Спустя годы мы раскрываем такие тайны… Летом 1978 года я нашел французскую книгу le M?morial de la d?portation des Juifs de France. Огромная, как телефонный справочник, книга содержала подробные списки всех, кто был вывезен из Франции в лагеря смерти. Дрожащими руками я отыскал вывезенных шестого ноября 1942 года. Транспорт № 42. Когда я нашел среди них свое имя, мороз прошел у меня по коже. Имена выживших были отмечены звездочкой. Рядом с моим именем звездочки не было — не сводя глаз, я рассматривал извещение о собственной смерти.

Я числился одним из призраков Аушвица.

Я числился вместе с теми, кто стоял в последние часы их жизней в транспорте № 42, — с их голодом и жаждой, со страхами и покрасневшими глазами, с плачущими младенцами и простым желанием — прожить свою жизнь нормально, до конца. Но варвары лишили их жизни.
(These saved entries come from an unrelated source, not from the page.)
//! # Configuration Module
//!
//! Handles loading and validating configuration from TOML files.
//!
//! Every section and field is optional; missing values fall back to the
//! `default_*` functions below.

use serde::de::Error;
use serde::Deserialize;
use std::fs;
use std::path::Path;

use crate::error::{GamepadEventsError, Result};

/// Main configuration structure
#[derive(Debug, Deserialize, Clone, Default, PartialEq)]
pub struct Config {
    #[serde(default)]
    pub gamepad: GamepadConfig,
    #[serde(default)]
    pub poll: PollConfig,
    #[serde(default)]
    pub input: InputConfig,
    #[serde(default)]
    pub telemetry: TelemetryConfig,
}

/// Per-manager gamepad behaviour, captured by every gamepad the manager creates
#[derive(Debug, Deserialize, Clone, Copy, PartialEq, Eq, Default)]
pub struct GamepadConfig {
    /// Repeat `ButtonDown` on every refresh while a button is held
    #[serde(default)]
    pub multiple: bool,

    /// Report buttons already held at attach time on the first refresh
    #[serde(default)]
    pub report_held_on_attach: bool,
}

/// Poll loop timing (used by the binary; the engine never schedules itself)
#[derive(Debug, Deserialize, Clone, PartialEq)]
pub struct PollConfig {
    #[serde(default = "default_refresh_rate_hz")]
    pub refresh_rate_hz: u32,

    #[serde(default = "default_scan_interval_ms")]
    pub scan_interval_ms: u64,
}

/// Input device configuration
#[derive(Debug, Deserialize, Clone, PartialEq)]
pub struct InputConfig {
    #[serde(default = "default_device_dir")]
    pub device_dir: String,
}

/// Event log configuration
#[derive(Debug, Deserialize, Clone, PartialEq)]
pub struct TelemetryConfig {
    #[serde(default = "default_telemetry_enabled")]
    pub enabled: bool,

    #[serde(default = "default_log_dir")]
    pub log_dir: String,

    #[serde(default = "default_max_records_per_file")]
    pub max_records_per_file: usize,

    #[serde(default = "default_max_files_to_keep")]
    pub max_files_to_keep: usize,

    #[serde(default = "default_log_format")]
    pub format: String,
}

// Default value functions
fn default_refresh_rate_hz() -> u32 { 60 }
fn default_scan_interval_ms() -> u64 { 1000 }

fn default_device_dir() -> String { crate::source::evdev::DEFAULT_DEVICE_DIR.to_string() }

fn default_telemetry_enabled() -> bool { false }
fn default_log_dir() -> String { "./logs".to_string() }
fn default_max_records_per_file() -> usize { 10000 }
fn default_max_files_to_keep() -> usize { 10 }
fn default_log_format() -> String { "jsonl".to_string() }

impl Default for PollConfig {
    fn default() -> Self {
        Self {
            refresh_rate_hz: default_refresh_rate_hz(),
            scan_interval_ms: default_scan_interval_ms(),
        }
    }
}

impl Default for InputConfig {
    fn default() -> Self {
        Self {
            device_dir: default_device_dir(),
        }
    }
}

impl Default for TelemetryConfig {
    fn default() -> Self {
        Self {
            enabled: default_telemetry_enabled(),
            log_dir: default_log_dir(),
            max_records_per_file: default_max_records_per_file(),
            max_files_to_keep: default_max_files_to_keep(),
            format: default_log_format(),
        }
    }
}

impl PollConfig {
    /// Period between refreshes.
    pub fn refresh_period(&self) -> std::time::Duration {
        std::time::Duration::from_micros(1_000_000 / u64::from(self.refresh_rate_hz.max(1)))
    }

    /// Period between hotplug scans.
    pub fn scan_period(&self) -> std::time::Duration {
        std::time::Duration::from_millis(self.scan_interval_ms.max(1))
    }
}

impl Config {
    /// Load configuration from a TOML file
    ///
    /// # Arguments
    ///
    /// * `path` - Path to the configuration file
    ///
    /// # Errors
    ///
    /// Returns error if:
    /// - File cannot be read
    /// - TOML parsing fails
    /// - Validation fails
    ///
    /// # Examples
    ///
    /// ```no_run
    /// use gamepad_events::config::Config;
    ///
    /// let config = Config::load("config/default.toml")?;
    /// # Ok::<(), Box<dyn std::error::Error>>(())
    /// ```
    pub fn load<P: AsRef<Path>>(path: P) -> Result<Self> {
        let contents = fs::read_to_string(path)?;
        Self::from_toml(&contents)
    }

    /// Parse and validate configuration from TOML text
    pub fn from_toml(contents: &str) -> Result<Self> {
        let config: Config = toml::from_str(contents)?;
        config.validate()?;
        Ok(config)
    }

    /// Validate configuration values
    ///
    /// # Errors
    ///
    /// Returns error if any configuration value is out of valid range
    pub fn validate(&self) -> Result<()> {
        if self.poll.refresh_rate_hz == 0 || self.poll.refresh_rate_hz > 1000 {
            return Err(invalid("refresh_rate_hz must be between 1 and 1000"));
        }

        if self.poll.scan_interval_ms == 0 || self.poll.scan_interval_ms > 60000 {
            return Err(invalid("scan_interval_ms must be between 1 and 60000"));
        }

        if self.input.device_dir.is_empty() {
            return Err(invalid("device_dir cannot be empty"));
        }

        if self.telemetry.enabled && self.telemetry.log_dir.is_empty() {
            return Err(invalid("telemetry log_dir cannot be empty when enabled"));
        }

        if self.telemetry.max_records_per_file == 0 {
            return Err(invalid("max_records_per_file must be greater than 0"));
        }

        if self.telemetry.max_files_to_keep == 0 {
            return Err(invalid("max_files_to_keep must be greater than 0"));
        }

        if self.telemetry.format != "jsonl" {
            return Err(invalid("log format must be 'jsonl' (only supported format)"));
        }

        Ok(())
    }
}

fn invalid(message: &str) -> GamepadEventsError {
    GamepadEventsError::Config(toml::de::Error::custom(message))
}

#[cfg(test)]
mod tests {
    use super::*;

    #[test]
    fn test_default_config() {
        let config = Config::default();
        assert!(config.validate().is_ok());
        assert!(!config.gamepad.multiple);
        assert!(!config.gamepad.report_held_on_attach);
    }

    #[test]
    fn test_empty_toml_uses_defaults() {
        let config = Config::from_toml("").unwrap();
        assert_eq!(config, Config::default());
    }

    #[test]
    fn test_partial_section() {
        let config = Config::from_toml(
            r#"
[gamepad]
multiple = true

[poll]
refresh_rate_hz = 120
"#,
        )
        .unwrap();

        assert!(config.gamepad.multiple);
        assert!(!config.gamepad.report_held_on_attach);
        assert_eq!(config.poll.refresh_rate_hz, 120);
        assert_eq!(config.poll.scan_interval_ms, 1000);
        assert_eq!(config.input.device_dir, "/dev/input");
    }

    #[test]
    fn test_invalid_toml() {
        let result = Config::from_toml("[gamepad\nmultiple = true");
        assert!(matches!(result, Err(GamepadEventsError::Config(_))));
    }

    #[test]
    fn test_wrong_type() {
        let result = Config::from_toml("[gamepad]\nmultiple = \"yes\"");
        assert!(result.is_err());
    }

    #[test]
    fn test_load_config_from_file() {
        use std::io::Write;
        use tempfile::NamedTempFile;

        let toml_content = r#"
[gamepad]
multiple = true

[input]
device_dir = "/tmp/input"

[telemetry]
enabled = true
log_dir = "/tmp/gamepad-logs"
"#;

        let mut temp_file = NamedTempFile::new().unwrap();
        temp_file.write_all(toml_content.as_bytes()).unwrap();
        temp_file.flush().unwrap();

        let config = Config::load(temp_file.path()).unwrap();
        assert!(config.gamepad.multiple);
        assert_eq!(config.input.device_dir, "/tmp/input");
        assert!(config.telemetry.enabled);
    }

    #[test]
    fn test_load_missing_file() {
        let result = Config::load("/nonexistent/gamepad-events.toml");
        assert!(matches!(result, Err(GamepadEventsError::Io(_))));
    }

    #[test]
    fn test_refresh_rate_zero() {
        let mut config = Config::default();
        config.poll.refresh_rate_hz = 0;
        assert!(config.validate().is_err());
    }

    #[test]
    fn test_refresh_rate_too_high() {
        let mut config = Config::default();
        config.poll.refresh_rate_hz = 1001;
        assert!(config.validate().is_err());
    }

    #[test]
    fn test_scan_interval_zero() {
        let mut config = Config::default();
        config.poll.scan_interval_ms = 0;
        assert!(config.validate().is_err());
    }

    #[test]
    fn test_scan_interval_too_high() {
        let mut config = Config::default();
        config.poll.scan_interval_ms = 60001;
        assert!(config.validate().is_err());
    }

    #[test]
    fn test_empty_device_dir() {
        let mut config = Config::default();
        config.input.device_dir = String::new();
        assert!(config.validate().is_err());
    }

    #[test]
    fn test_empty_log_dir_when_enabled() {
        let mut config = Config::default();
        config.telemetry.enabled = true;
        config.telemetry.log_dir = String::new();
        assert!(config.validate().is_err());
    }

    #[test]
    fn test_empty_log_dir_when_disabled() {
        let mut config = Config::default();
        config.telemetry.log_dir = String::new();
        assert!(config.validate().is_ok());
    }

    #[test]
    fn test_max_records_per_file_zero() {
        let mut config = Config::default();
        config.telemetry.max_records_per_file = 0;
        assert!(config.validate().is_err());
    }

    #[test]
    fn test_max_files_to_keep_zero() {
        let mut config = Config::default();
        config.telemetry.max_files_to_keep = 0;
        assert!(config.validate().is_err());
    }

    #[test]
    fn test_invalid_log_format() {
        let mut config = Config::default();
        config.telemetry.format = "csv".to_string();
        assert!(config.validate().is_err());
    }

    #[test]
    fn test_periods() {
        let poll = PollConfig {
            refresh_rate_hz: 250,
            scan_interval_ms: 500,
        };
        assert_eq!(poll.refresh_period(), std::time::Duration::from_millis(4));
        assert_eq!(poll.scan_period(), std::time::Duration::from_millis(500));
    }

    #[test]
    fn test_default_functions() {
        assert_eq!(default_refresh_rate_hz(), 60);
        assert_eq!(default_scan_interval_ms(), 1000);
        assert_eq!(default_device_dir(), "/dev/input");
        assert_eq!(default_telemetry_enabled(), false);
        assert_eq!(default_log_dir(), "./logs");
        assert_eq!(default_max_records_per_file(), 10000);
        assert_eq!(default_max_files_to_keep(), 10);
        assert_eq!(default_log_format(), "jsonl");
    }
}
Я до сих пор вспоминаю своих попутчиков: мальчика, оторванного от родителей во время посадки в товарный поезд; старика, молящегося незримому Богу; моих друзей Тони и Эриха, поддерживавших и утешавших друг друга; молодого человека с гангренозной забинтованной ногой, нежно целующего слезы на лице своей подруги; моего друга Альберта, поющего грустную народную песню; маленького мальчика, сидящего на коленях старой женщины, которая, подняв костыль, крикнула нам с Манфредом: «Кто еще расскажет, что с нами произошло? Идите! Вперед!»

И мы сбежали.

Теперь, по прошествии стольких лет, вот моя последняя тайна, которую я открываю тем, кто думал, что лишил меня жизни, и ошибочно причислил к мертвым:

Я — жив.

Спасибо мама, твое желание исполнилось — я это сделал. И это — моя история.